With those APIs, developers can abstract order processing, service quality management, pricing and other variables traditionally dictated by the vendors.

For example, rather than get locked into a vendor’s interpretation of what a trouble ticket should look like, the service provider has the power to tell prominent vendors such as Clarify, Remedy or Micromuse what the “common target” is for a trouble ticket integration on the standardized map. Then all the vendor applications can be integrated according to the abstract view of the service specified in the API roadmap. That service abstraction becomes a buffering layer between the service provider and its vendor, so the former has the flexibility to change, swap or add dimensions to the solution down the road. Although data transformation must sometimes take place between vendors, the applications are loosely coupled so there are no longer an infinite number of point-to-point integrations that have to take place among all the related systems. Rather, carriers get a series of systems loosely coupled end-to-end.

Rather than have hordes of engineers familiar with either TMF specs or OSS/J specs working separately, the converged standards bodies will create a “wrapper of implementability” around OSS standards, thus enabling many fewer engineers to implement data models and processes with well-defined APIs.

Currently, all OSS/J APIs are being upgraded by the architecture group to include Web Services. “That means every API in its maintenance release will support WSDL to start off with,” explains CEO Doug Strombom of Tigerstripe, a lifecycle management company active in creating the OSS/J pricing and management APIs. (Tigerstripe is the OSS/J toolset for defining interfaces and supporting OSS/J APIs, the purpose of which is to eliminate manual coding in generating new APIs).

“The key to this partnership is the introduction of Web Services profiles so that all applications are available using Web Services,” says Strombom. “While OSS/J supported XML and J2EE profiles, which were great for application servers, it did not until now have the real power to enable companies interested in SOA and middleware to run WSDL.”

The idea the two groups want to push is “contract first,” where service providers define external interfaces to the systems before they decide to buy or build them.
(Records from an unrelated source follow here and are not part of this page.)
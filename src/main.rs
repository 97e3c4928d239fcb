//! Taleforge - 故事生成工作流客户端
//!
//! 用法:
//! - `taleforge`            检查后端健康状态
//! - `taleforge "<创意>"`   生成故事并生成场景资源

use std::sync::Arc;

use taleforge::application::{GenerationOrchestrator, StoryApi, WorkflowStage};
use taleforge::config::{load_config, print_config, LogConfig};
use taleforge::domain::GenerationSettings;
use taleforge::infrastructure::adapters::ReqwestTransport;

fn init_tracing(log: &LogConfig) {
    let log_filter = format!("{},taleforge={}", log.level, log.level);
    let filter = tracing_subscriber::EnvFilter::try_from_default_env()
        .unwrap_or_else(|_| tracing_subscriber::EnvFilter::new(&log_filter));

    if log.json {
        tracing_subscriber::fmt().json().with_env_filter(filter).init();
    } else {
        tracing_subscriber::fmt().with_env_filter(filter).init();
    }
}

#[tokio::main]
async fn main() -> anyhow::Result<()> {
    // 加载配置（优先级：环境变量 > 配置文件 > 默认值）
    let config = load_config().map_err(|e| anyhow::anyhow!("Failed to load config: {}", e))?;

    init_tracing(&config.log);
    tracing::info!("Taleforge - 故事生成工作流客户端");
    print_config(&config);

    let transport = Arc::new(ReqwestTransport::new(config.backend.transport_config())?);
    let api = StoryApi::with_config(transport, config.backend.api_config());
    let orchestrator = GenerationOrchestrator::with_api(api, config.workflow.clone());

    orchestrator
        .check_health()
        .await
        .map_err(|e| anyhow::anyhow!(e.user_message()))?;

    let idea = std::env::args().skip(1).collect::<Vec<_>>().join(" ");
    if idea.trim().is_empty() {
        return Ok(());
    }

    // 工作流事件写入日志
    let mut events = orchestrator.subscribe();
    tokio::spawn(async move {
        while let Ok(event) = events.recv().await {
            if let Ok(line) = serde_json::to_string(&event) {
                tracing::debug!(event = %line, "Workflow event");
            }
        }
    });

    let settings = GenerationSettings::new(idea);
    orchestrator.submit_story(&settings).await?;
    let snapshot = orchestrator.wait_until_settled().await;
    if snapshot.stage != WorkflowStage::PreviewReady {
        let message = snapshot
            .failure
            .map(|f| f.message())
            .unwrap_or_else(|| format!("workflow stopped while {}", snapshot.stage));
        anyhow::bail!(message);
    }

    orchestrator.refine_story("").await?;
    orchestrator.confirm_assets().await?;
    let snapshot = orchestrator.wait_until_settled().await;

    let Some(story) = snapshot.story else {
        let message = snapshot
            .failure
            .map(|f| f.message())
            .unwrap_or_else(|| format!("workflow stopped while {}", snapshot.stage));
        anyhow::bail!(message);
    };

    tracing::info!(
        story_id = %story.id(),
        title = %story.title(),
        scenes = story.scene_count(),
        words = story.word_count(),
        "Story ready"
    );
    println!("{}", serde_json::to_string_pretty(&story)?);

    Ok(())
}
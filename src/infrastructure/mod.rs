//! Infrastructure Layer - 基础设施层
//!
//! 提供端口的具体实现与后台任务

pub mod adapters;
pub mod events;
pub mod worker;

pub use adapters::{FakeReply, FakeTransport, RecordedRequest, ReqwestTransport, ReqwestTransportConfig};
pub use events::{WorkflowEvent, WorkflowEvents};
pub use worker::{PollError, PollHandle, PollUpdate, StatusPoller, StatusPollerConfig};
That’s a change from the current mindset of buying expensive systems with proprietary interfaces that are then painful to integrate during implementation.

By establishing joint procurement guidelines for vendors, the TMF and OSS/J hope to galvanize vendors to work more with open interfaces. “Carriers have the power to say, ‘I will buy your systems only if you support this integration point,’ ” says Strombom.

In general, the process of integrating a new service takes about nine interfaces, each of which takes an average of six weeks to integrate. “The shift to open standards takes out about 70 percent of that effort the first time you integrate, and as you change and integrate in the future, the loosely coupled nature brings on hundreds of thousands of dollars in savings per project,” says Strombom. “With multiple projects, the savings exponentially increase with every initiative.”

It’s possible the joint effort could be a win-win. Service providers suffer doing costly integrations, and the vendors suffer performing post-sale integration services that often are gratis.

That concept seems logical, but there is still a chicken-and-egg scenario that has to resolve itself. Even with a strong business plan, vendors are still somewhat reluctant to support openness out of the box, because they fear commoditization and loss of competitive advantage.

However, as evidenced in telecom models like Asia, where an NTT dictates to the vendors what the standards are, European and U.S. carriers seem to have an opportunity to gain more control over their OSS decisions.